Task to complete:
Every entry below should be printed again exactly as it reads.

[Saved data entries]
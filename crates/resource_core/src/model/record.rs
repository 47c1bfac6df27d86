//! Generic row representation returned by resource operations.

use crate::model::descriptor::TableDescriptor;
use crate::model::value::Value;
use serde::Serialize;
use std::collections::BTreeMap;

/// Column name to value mapping for filters.
pub type FilterMap = BTreeMap<String, Value>;
/// Column name to value mapping for create/update bodies.
pub type Payload = BTreeMap<String, Value>;
/// One raw row as produced by a store.
pub type Row = BTreeMap<String, Value>;

/// One row of a described table.
///
/// `fields` carries the primary key plus every declared column the row
/// contains; store columns the descriptor does not declare are dropped.
/// Integers in boolean columns come back as `Value::Bool`.
#[derive(Debug, Clone, PartialEq, Serialize)]
pub struct GenericRecord {
    pub id: Value,
    pub fields: BTreeMap<String, Value>,
}

impl GenericRecord {
    /// Projects a raw store row through `descriptor`.
    ///
    /// Returns `None` when the row lacks the primary key column.
    pub fn from_row(descriptor: &TableDescriptor, mut row: Row) -> Option<Self> {
        let id = row.get(descriptor.primary_key())?.clone();
        row.retain(|column, _| descriptor.readable_column(column).is_some());
        for (column, value) in row.iter_mut() {
            if let Value::Integer(raw) = *value {
                if descriptor.is_boolean(column) {
                    *value = Value::Bool(raw != 0);
                }
            }
        }
        Some(Self { id, fields: row })
    }

    pub fn get(&self, column: &str) -> Option<&Value> {
        self.fields.get(column)
    }
}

Written response:
filename crates/resource_core/src/model/record.rs
repository 47c1bfac6df27d86
//! Generic row representation returned by resource operations.

use crate::model::descriptor::TableDescriptor;
use crate::model::value::Value;
use serde::Serialize;
use std::collections::BTreeMap;

/// Column name to value mapping for filters.
pub type FilterMap = BTreeMap<String, Value>;
/// Column name to value mapping for create/update bodies.
pub type Payload = BTreeMap<String, Value>;
/// One raw row as produced by a store.
pub type Row = BTreeMap<String, Value>;

/// One row of a described table.
///
/// `fields` carries the primary key plus every declared column the row
/// contains; store columns the descriptor does not declare are dropped.
/// Integers in boolean columns come back as `Value::Bool`.
#[derive(Debug, Clone, PartialEq, Serialize)]
pub struct GenericRecord {
    pub id: Value,
    pub fields: BTreeMap<String, Value>,
}

impl GenericRecord {
    /// Projects a raw store row through `descriptor`.
    ///
    /// Returns `None` when the row lacks the primary key column.
    pub fn from_row(descriptor: &TableDescriptor, mut row: Row) -> Option<Self> {
        let id = row.get(descriptor.primary_key())?.clone();
        row.retain(|column, _| descriptor.readable_column(column).is_some());
        for (column, value) in row.iter_mut() {
            if let Value::Integer(raw) = *value {
                if descriptor.is_boolean(column) {
                    *value = Value::Bool(raw != 0);
                }
            }
        }
        Some(Self { id, fields: row })
    }

    pub fn get(&self, column: &str) -> Option<&Value> {
        self.fields.get(column)
    }
}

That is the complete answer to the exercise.